*** Source records Section Begins ***

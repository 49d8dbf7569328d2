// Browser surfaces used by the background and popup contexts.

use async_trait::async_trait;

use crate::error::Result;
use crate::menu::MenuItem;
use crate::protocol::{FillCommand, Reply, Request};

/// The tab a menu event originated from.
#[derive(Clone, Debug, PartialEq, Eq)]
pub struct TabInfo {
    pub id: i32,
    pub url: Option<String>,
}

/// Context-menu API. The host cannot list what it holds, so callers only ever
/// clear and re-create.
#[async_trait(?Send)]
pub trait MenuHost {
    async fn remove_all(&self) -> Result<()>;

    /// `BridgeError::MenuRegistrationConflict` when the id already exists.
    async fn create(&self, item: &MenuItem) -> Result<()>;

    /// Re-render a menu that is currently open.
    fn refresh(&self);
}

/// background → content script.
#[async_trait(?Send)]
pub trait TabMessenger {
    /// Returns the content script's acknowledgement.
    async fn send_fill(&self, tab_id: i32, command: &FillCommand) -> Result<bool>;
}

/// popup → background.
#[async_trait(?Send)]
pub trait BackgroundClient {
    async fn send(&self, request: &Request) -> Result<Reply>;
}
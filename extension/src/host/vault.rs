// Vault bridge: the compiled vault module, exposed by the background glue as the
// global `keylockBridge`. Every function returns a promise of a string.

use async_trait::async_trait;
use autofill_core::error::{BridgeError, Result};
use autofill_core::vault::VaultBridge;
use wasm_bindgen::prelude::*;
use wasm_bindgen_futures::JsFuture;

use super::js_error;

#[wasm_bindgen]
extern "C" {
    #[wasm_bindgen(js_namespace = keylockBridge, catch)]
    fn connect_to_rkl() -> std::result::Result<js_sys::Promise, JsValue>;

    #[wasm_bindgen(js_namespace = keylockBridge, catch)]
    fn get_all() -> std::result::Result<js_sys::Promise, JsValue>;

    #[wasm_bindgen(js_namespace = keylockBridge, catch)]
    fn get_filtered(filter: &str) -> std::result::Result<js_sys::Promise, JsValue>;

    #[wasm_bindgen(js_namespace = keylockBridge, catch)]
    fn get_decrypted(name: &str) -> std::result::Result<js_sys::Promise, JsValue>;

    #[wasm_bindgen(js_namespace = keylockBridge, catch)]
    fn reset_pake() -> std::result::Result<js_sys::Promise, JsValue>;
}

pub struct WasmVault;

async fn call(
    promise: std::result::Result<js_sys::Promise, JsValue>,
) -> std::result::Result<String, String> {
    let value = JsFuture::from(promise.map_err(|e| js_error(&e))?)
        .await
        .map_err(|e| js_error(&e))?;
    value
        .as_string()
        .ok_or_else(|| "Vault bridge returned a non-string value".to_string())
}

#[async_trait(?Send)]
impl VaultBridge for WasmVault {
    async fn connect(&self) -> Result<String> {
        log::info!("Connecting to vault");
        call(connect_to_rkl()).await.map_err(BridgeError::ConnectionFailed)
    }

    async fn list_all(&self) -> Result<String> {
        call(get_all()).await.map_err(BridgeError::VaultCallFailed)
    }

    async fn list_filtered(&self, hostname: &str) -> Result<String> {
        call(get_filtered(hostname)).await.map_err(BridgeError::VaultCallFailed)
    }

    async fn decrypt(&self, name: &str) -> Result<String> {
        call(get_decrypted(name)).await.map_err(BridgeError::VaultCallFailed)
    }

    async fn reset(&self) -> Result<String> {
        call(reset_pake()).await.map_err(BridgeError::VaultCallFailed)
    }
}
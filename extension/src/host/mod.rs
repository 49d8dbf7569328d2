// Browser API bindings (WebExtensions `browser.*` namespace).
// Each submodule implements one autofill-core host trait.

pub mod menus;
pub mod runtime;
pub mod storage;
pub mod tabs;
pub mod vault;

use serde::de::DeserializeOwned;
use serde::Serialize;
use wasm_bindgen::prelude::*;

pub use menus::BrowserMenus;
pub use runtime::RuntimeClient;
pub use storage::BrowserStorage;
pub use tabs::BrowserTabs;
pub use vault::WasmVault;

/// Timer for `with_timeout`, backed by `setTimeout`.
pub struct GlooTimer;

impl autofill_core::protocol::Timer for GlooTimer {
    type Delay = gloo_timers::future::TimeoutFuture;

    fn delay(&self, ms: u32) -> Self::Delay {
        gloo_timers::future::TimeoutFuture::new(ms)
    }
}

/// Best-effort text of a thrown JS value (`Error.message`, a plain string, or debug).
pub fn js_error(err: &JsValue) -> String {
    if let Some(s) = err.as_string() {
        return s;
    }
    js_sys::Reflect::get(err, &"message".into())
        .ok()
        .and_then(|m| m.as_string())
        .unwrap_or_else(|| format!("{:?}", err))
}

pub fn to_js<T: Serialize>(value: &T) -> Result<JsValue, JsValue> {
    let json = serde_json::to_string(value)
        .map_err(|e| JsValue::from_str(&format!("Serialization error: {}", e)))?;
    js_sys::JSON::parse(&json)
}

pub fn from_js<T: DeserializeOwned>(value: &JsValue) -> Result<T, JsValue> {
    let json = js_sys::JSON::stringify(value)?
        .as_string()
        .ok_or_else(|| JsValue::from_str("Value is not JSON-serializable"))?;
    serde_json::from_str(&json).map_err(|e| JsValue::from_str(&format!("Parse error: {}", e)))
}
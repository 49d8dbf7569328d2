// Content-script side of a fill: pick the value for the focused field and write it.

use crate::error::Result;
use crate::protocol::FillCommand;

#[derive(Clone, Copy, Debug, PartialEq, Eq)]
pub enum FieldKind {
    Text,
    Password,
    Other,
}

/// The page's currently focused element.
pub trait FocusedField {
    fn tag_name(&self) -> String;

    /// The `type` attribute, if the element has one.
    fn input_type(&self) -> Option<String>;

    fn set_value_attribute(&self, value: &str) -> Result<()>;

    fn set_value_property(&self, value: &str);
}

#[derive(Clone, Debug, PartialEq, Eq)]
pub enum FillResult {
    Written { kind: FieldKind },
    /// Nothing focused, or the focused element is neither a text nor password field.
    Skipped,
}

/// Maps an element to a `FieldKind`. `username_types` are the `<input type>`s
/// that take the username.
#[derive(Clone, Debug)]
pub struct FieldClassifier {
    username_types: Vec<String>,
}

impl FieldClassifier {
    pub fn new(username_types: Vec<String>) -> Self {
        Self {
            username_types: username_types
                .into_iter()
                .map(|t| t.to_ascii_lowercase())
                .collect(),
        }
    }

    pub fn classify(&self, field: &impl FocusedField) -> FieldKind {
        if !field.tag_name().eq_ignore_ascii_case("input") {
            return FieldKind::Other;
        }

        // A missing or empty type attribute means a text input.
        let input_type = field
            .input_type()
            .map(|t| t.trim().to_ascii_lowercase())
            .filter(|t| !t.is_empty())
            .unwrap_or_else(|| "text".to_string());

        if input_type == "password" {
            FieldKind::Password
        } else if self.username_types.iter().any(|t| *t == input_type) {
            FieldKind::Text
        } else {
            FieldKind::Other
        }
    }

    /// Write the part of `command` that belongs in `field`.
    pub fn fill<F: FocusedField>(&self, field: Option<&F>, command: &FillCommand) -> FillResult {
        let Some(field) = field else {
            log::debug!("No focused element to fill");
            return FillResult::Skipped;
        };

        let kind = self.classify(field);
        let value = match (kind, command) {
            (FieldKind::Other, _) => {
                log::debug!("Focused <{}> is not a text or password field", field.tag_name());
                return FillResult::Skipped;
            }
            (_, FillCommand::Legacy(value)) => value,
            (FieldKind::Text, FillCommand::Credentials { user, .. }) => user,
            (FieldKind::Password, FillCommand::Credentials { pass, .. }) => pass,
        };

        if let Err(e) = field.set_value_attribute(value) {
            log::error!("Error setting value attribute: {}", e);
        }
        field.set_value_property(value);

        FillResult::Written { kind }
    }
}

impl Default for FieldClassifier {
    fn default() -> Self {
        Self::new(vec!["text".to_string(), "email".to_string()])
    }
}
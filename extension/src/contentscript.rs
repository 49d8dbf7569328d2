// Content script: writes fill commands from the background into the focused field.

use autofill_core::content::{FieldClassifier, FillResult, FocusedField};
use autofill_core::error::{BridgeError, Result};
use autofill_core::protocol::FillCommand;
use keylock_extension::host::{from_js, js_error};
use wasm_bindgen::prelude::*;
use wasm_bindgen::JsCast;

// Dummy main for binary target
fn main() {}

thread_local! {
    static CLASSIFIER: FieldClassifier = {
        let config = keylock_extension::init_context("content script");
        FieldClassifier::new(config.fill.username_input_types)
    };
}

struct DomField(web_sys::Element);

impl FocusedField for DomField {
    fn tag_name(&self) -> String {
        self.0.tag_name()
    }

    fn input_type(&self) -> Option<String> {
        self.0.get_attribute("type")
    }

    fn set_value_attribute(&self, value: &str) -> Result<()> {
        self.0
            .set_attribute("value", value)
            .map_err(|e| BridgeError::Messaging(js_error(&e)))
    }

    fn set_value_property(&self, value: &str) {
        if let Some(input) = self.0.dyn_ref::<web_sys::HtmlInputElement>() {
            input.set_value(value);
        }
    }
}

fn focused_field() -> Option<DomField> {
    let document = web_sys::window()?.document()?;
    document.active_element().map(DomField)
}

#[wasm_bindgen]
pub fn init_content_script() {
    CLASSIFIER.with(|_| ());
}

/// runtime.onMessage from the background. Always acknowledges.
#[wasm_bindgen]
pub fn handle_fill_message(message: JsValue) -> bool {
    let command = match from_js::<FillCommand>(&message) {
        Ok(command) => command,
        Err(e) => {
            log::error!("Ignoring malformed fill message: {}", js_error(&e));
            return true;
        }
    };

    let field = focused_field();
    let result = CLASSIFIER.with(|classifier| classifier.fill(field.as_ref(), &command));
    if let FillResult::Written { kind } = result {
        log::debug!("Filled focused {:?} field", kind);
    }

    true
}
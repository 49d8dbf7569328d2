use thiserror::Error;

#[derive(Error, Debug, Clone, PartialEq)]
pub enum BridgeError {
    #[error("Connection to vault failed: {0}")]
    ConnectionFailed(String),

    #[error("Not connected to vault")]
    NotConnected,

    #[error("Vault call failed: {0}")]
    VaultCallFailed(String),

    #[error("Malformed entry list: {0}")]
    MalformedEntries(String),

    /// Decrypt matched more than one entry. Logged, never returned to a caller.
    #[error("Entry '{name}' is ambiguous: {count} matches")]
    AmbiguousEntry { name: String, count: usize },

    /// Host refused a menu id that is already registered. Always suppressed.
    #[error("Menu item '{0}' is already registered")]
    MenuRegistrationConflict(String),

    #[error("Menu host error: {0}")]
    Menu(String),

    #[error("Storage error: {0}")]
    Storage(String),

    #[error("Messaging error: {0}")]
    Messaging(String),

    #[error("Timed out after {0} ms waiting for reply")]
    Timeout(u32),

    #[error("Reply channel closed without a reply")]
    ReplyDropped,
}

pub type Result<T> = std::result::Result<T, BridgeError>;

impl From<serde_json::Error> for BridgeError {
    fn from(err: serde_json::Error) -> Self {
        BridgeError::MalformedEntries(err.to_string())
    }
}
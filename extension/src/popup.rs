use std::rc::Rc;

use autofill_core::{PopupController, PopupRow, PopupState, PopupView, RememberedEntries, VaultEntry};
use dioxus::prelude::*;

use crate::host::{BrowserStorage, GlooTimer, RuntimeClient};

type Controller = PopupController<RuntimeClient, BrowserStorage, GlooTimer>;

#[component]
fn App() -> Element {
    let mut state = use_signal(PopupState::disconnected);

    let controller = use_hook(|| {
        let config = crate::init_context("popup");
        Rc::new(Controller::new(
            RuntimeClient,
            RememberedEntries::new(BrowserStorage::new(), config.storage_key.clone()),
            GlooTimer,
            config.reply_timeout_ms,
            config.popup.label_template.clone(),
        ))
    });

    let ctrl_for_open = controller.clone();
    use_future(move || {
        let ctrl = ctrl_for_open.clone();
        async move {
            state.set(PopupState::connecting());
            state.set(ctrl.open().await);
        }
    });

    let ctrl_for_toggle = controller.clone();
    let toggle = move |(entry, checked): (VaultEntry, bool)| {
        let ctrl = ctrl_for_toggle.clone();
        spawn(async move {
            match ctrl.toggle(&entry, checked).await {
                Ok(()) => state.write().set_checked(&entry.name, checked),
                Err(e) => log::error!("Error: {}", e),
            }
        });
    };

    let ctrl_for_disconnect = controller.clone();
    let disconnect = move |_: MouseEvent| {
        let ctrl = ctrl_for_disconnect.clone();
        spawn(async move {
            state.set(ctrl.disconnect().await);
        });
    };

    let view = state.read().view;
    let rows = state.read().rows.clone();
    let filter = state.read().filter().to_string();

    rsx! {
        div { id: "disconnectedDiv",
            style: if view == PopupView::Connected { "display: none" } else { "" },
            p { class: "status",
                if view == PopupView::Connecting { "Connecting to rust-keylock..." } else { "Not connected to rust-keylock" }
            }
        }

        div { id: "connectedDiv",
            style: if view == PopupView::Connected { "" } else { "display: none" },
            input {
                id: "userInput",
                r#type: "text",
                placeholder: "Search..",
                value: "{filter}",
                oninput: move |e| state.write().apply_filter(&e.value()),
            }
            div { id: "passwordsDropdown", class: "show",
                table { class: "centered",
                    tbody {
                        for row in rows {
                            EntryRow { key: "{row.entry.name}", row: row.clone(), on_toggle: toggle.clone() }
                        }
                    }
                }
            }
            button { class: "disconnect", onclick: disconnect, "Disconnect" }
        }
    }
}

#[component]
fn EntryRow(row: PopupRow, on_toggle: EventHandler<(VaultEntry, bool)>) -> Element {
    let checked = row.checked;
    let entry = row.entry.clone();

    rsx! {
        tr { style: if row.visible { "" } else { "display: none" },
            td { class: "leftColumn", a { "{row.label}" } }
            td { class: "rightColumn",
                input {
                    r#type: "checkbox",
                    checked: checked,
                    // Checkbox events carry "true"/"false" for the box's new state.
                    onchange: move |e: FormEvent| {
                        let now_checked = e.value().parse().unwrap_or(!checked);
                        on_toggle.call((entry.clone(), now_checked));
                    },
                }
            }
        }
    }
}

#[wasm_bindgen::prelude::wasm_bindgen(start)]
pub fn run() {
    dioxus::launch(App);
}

*** Source records Section Ends ***

Task to carry out :: To answer, report how many lines of the listing contain the word "ConnectionFailed", as a number with nothing else.

Your response :: 2